Doktor Weinlich gab die entsprechenden Befehle. Dagobert setzte sich zurecht und seinen Petruskopf neigend hörte er aufmerksam zu, als Weinlich begann:

»Sie kennen die Sensengasse. Sie mündet förmlich in den brausenden Weltverkehr hinein und ist doch vielleicht die stillste und verkehrsärmste Gasse von Wien, zumal bei Nacht. Nur am Anfang bei der Währingerstraße, einer Hauptverkehrsader der Stadt, einige Häuser, sonst in der ganzen Ausdehnung zu beiden Seiten sehr hohe, feste Gartenmauern. Die Gasse zieht sich hin zwischen weitläufigen Parkanlagen. Auf der einen Seite das Offiziersspital, auf der andern der historische ›Narrenturm‹ und die Totenkammer des allgemeinen Krankenhauses.
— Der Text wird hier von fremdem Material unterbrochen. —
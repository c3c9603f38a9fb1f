//! The owned character grid that a paint pass targets.

use geom::{Expanse, Line, Point, Rect};

use crate::{
    Result,
    backend::RenderBackend,
    style::{AttrSet, Cell, Color, Style},
};

/// A width × height grid of [`Cell`]s plus the surface-wide drawing state
/// used by unstyled draw calls.
///
/// All coordinates are validated before mutation; out-of-range writes are
/// silently dropped so per-cell drawing code stays branch-cheap. The buffer
/// is exclusively owned by whichever paint pass currently targets it.
#[derive(Debug, Clone)]
pub struct Buffer {
    size: Expanse,
    cells: Vec<Cell>,
    state: Style,
}

impl Buffer {
    /// Create a buffer of the given size with all cells unwritten.
    pub fn new(size: impl Into<Expanse>) -> Self {
        let size = size.into();
        Self {
            size,
            cells: vec![Cell::blank(); size.area() as usize],
            state: Style::default(),
        }
    }

    pub fn size(&self) -> Expanse {
        self.size
    }

    pub fn rect(&self) -> Rect {
        self.size.rect()
    }

    /// The drawing state applied to unstyled draw calls.
    pub fn state(&self) -> Style {
        self.state
    }

    /// Set the foreground color for subsequent unstyled draws.
    pub fn set_fg(&mut self, fg: Color) {
        self.state.fg = Some(fg);
    }

    /// Set the background color for subsequent unstyled draws.
    pub fn set_bg(&mut self, bg: Color) {
        self.state.bg = Some(bg);
    }

    /// Set the attribute set for subsequent unstyled draws.
    pub fn set_attrs(&mut self, attrs: AttrSet) {
        self.state.attrs = attrs;
    }

    /// Reset the drawing state to terminal defaults.
    pub fn reset_state(&mut self) {
        self.state = Style::default();
    }

    fn idx(&self, p: Point) -> Option<usize> {
        if self.rect().contains_point(p) {
            Some(p.y as usize * self.size.w as usize + p.x as usize)
        } else {
            None
        }
    }

    /// Write a cell. Out-of-range writes are dropped.
    pub fn put(&mut self, p: Point, ch: char, style: Style) {
        if let Some(i) = self.idx(p) {
            self.cells[i] = Cell { ch, style };
        }
    }

    pub fn get(&self, p: Point) -> Option<&Cell> {
        self.idx(p).map(|i| &self.cells[i])
    }

    /// Fill the intersection of `r` with the buffer.
    pub fn fill(&mut self, r: Rect, ch: char, style: Style) {
        if let Some(isec) = self.rect().intersect(&r) {
            for y in isec.tl.y..isec.tl.y + isec.h {
                for x in isec.tl.x..isec.tl.x + isec.w {
                    self.put(Point { x, y }, ch, style);
                }
            }
        }
    }

    /// Write text along a line, truncating at the line's width and at the
    /// buffer edge.
    pub fn text(&mut self, l: Line, txt: &str, style: Style) {
        if let Some(isec) = self.rect().intersect(&l.rect()) {
            let offset = (isec.tl.x - l.tl.x) as usize;
            let mut chars = txt.chars().skip(offset);
            for x in 0..isec.w {
                let Some(ch) = chars.next() else { break };
                self.put(
                    Point {
                        x: isec.tl.x + x,
                        y: isec.tl.y,
                    },
                    ch,
                    style,
                );
            }
        }
    }

    /// The buffer contents as one string per row, unwritten cells rendered
    /// as spaces.
    pub fn lines(&self) -> Vec<String> {
        (0..self.size.h)
            .map(|y| {
                (0..self.size.w)
                    .map(|x| {
                        let c = &self.cells[y as usize * self.size.w as usize + x as usize];
                        if c.is_blank() { ' ' } else { c.ch }
                    })
                    .collect()
            })
            .collect()
    }

    fn display(cell: &Cell) -> (char, Style) {
        if cell.is_blank() {
            (' ', Style::default())
        } else {
            (cell.ch, cell.style)
        }
    }

    /// Render the whole buffer through `backend`, batching runs of cells
    /// with the same style.
    pub fn render<R: RenderBackend>(&self, backend: &mut R) -> Result<()> {
        let mut wrote = false;
        for y in 0..self.size.h {
            let mut x = 0;
            while x < self.size.w {
                let idx = y as usize * self.size.w as usize + x as usize;
                let (_, style) = Self::display(&self.cells[idx]);
                let start_x = x;
                let mut text = String::new();
                while x < self.size.w {
                    let i = y as usize * self.size.w as usize + x as usize;
                    let (ch, s) = Self::display(&self.cells[i]);
                    if s != style {
                        break;
                    }
                    text.push(ch);
                    x += 1;
                }
                backend.style(style)?;
                backend.text(Point { x: start_x, y }, &text)?;
                wrote = true;
            }
        }
        if wrote {
            backend.flush()?;
        }
        Ok(())
    }

    /// Diff this buffer against a previous frame, emitting only changed runs
    /// to `backend`. Falls back to a full render on size change.
    pub fn diff<R: RenderBackend>(&self, prev: &Self, backend: &mut R) -> Result<()> {
        if self.size != prev.size {
            return self.render(backend);
        }
        let mut wrote = false;
        for y in 0..self.size.h {
            let mut x = 0;
            while x < self.size.w {
                let idx = y as usize * self.size.w as usize + x as usize;
                if self.cells[idx] == prev.cells[idx] {
                    x += 1;
                    continue;
                }
                let (_, style) = Self::display(&self.cells[idx]);
                let start_x = x;
                let mut text = String::new();
                while x < self.size.w {
                    let i = y as usize * self.size.w as usize + x as usize;
                    if self.cells[i] == prev.cells[i] {
                        break;
                    }
                    let (ch, s) = Self::display(&self.cells[i]);
                    if s != style {
                        break;
                    }
                    text.push(ch);
                    x += 1;
                }
                backend.style(style)?;
                backend.text(Point { x: start_x, y }, &text)?;
                wrote = true;
            }
        }
        if wrote {
            backend.flush()?;
        }
        Ok(())
    }
}

#[cfg(test)]
mod tests {
    use super::*;
    use crate::buf;
    use crate::tutils::{BufTest, Recorder};

    #[test]
    fn put_and_get() {
        let mut b = Buffer::new((4, 2));
        b.put(Point::new(1, 1), 'x', Style::default());
        assert_eq!(b.get(Point::new(1, 1)).unwrap().ch, 'x');
        // Out of range writes are dropped.
        b.put(Point::new(4, 0), 'y', Style::default());
        b.put(Point::new(0, 2), 'y', Style::default());
        assert!(b.get(Point::new(3, 1)).unwrap().is_blank());
    }

    #[test]
    fn fill_clips() {
        let mut b = Buffer::new((4, 2));
        b.fill(Rect::new(1, 0, 2, 2), 'x', Style::default());
        BufTest::new(&b).assert_matches(buf![
            "XxxX"
            "XxxX"
        ]);
        b.fill(Rect::new(3, 1, 10, 10), 'y', Style::default());
        BufTest::new(&b).assert_matches(buf![
            "XxxX"
            "Xxxy"
        ]);
    }

    #[test]
    fn text_truncates() {
        let mut b = Buffer::new((5, 1));
        b.text(Line::new(2, 0, 5), "hello", Style::default());
        BufTest::new(&b).assert_matches(buf!["XXhel"]);
    }

    #[test]
    fn state_is_surface_wide() {
        let mut b = Buffer::new((2, 1));
        assert_eq!(b.state(), Style::default());
        b.set_fg(Color::Red);
        b.set_bg(Color::Black);
        assert_eq!(b.state().fg, Some(Color::Red));
        b.reset_state();
        assert_eq!(b.state(), Style::default());
    }

    #[test]
    fn render_batches_runs() {
        let mut b = Buffer::new((3, 1));
        b.text(Line::new(0, 0, 3), "ab", Style::default());
        let mut rec = Recorder::new();
        b.render(&mut rec).unwrap();
        assert_eq!(rec.ops, vec!["style default".to_string(), "text 0 0 ab ".to_string()]);
    }

    #[test]
    fn diff_no_change_is_silent() {
        let a = Buffer::new((3, 2));
        let b = a.clone();
        let mut rec = Recorder::new();
        b.diff(&a, &mut rec).unwrap();
        assert!(rec.ops.is_empty());
    }

    #[test]
    fn diff_emits_changed_run() {
        let prev = Buffer::new((4, 1));
        let mut cur = prev.clone();
        cur.text(Line::new(1, 0, 2), "xy", Style::default());
        let mut rec = Recorder::new();
        cur.diff(&prev, &mut rec).unwrap();
        assert_eq!(rec.ops, vec!["style default".to_string(), "text 1 0 xy".to_string()]);
    }

    #[test]
    fn diff_size_change_rerenders() {
        let prev = Buffer::new((2, 1));
        let mut cur = Buffer::new((3, 1));
        cur.text(Line::new(0, 0, 3), "abc", Style::default());
        let mut rec = Recorder::new();
        cur.diff(&prev, &mut rec).unwrap();
        assert_eq!(rec.ops, vec!["style default".to_string(), "text 0 0 abc".to_string()]);
    }

    #[test]
    fn diff_splits_runs_on_style_change() {
        let prev = Buffer::new((2, 1));
        let mut cur = Buffer::new((2, 1));
        cur.put(Point::new(0, 0), 'a', Style::fg(Color::Red));
        cur.put(Point::new(1, 0), 'b', Style::default());
        let mut rec = Recorder::new();
        cur.diff(&prev, &mut rec).unwrap();
        assert_eq!(rec.ops.len(), 4);
        assert_eq!(rec.ops[1], "text 0 0 a");
        assert_eq!(rec.ops[3], "text 1 0 b");
    }
}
Die Gebäude stehen weit drin in den Anlagen und sind von der Straße aus kaum sichtbar. Da geht in der Nacht niemand durch, der nicht gerade muß.«

»Ich kenne die Strecke; sie gehört zu jenen, von denen es heißt, daß man auf ihnen auch bei hellichtem Tage erschlagen werden kann.«

»Tatsächlich ist dort einer erschlagen worden. Nicht bei Tage, sondern um zwei Uhr nachts. Berücksichtigen Sie, daß bei uns um Mitternacht jede zweite Straßenlaterne abgedreht wird, und Sie werden sich vorstellen können, wie es zu jener Stunde in der Sensengasse aussehen mag.«

»Das kann ich mir denken. Weiter.«

»Nun denn, dort ward auf der Seite des Offiziersspitals nahe zur Mauer, aber doch noch auf dem Fahrdamm, die Leiche eines Erschlagenen aufgefunden.«

Dagobert blickte auf.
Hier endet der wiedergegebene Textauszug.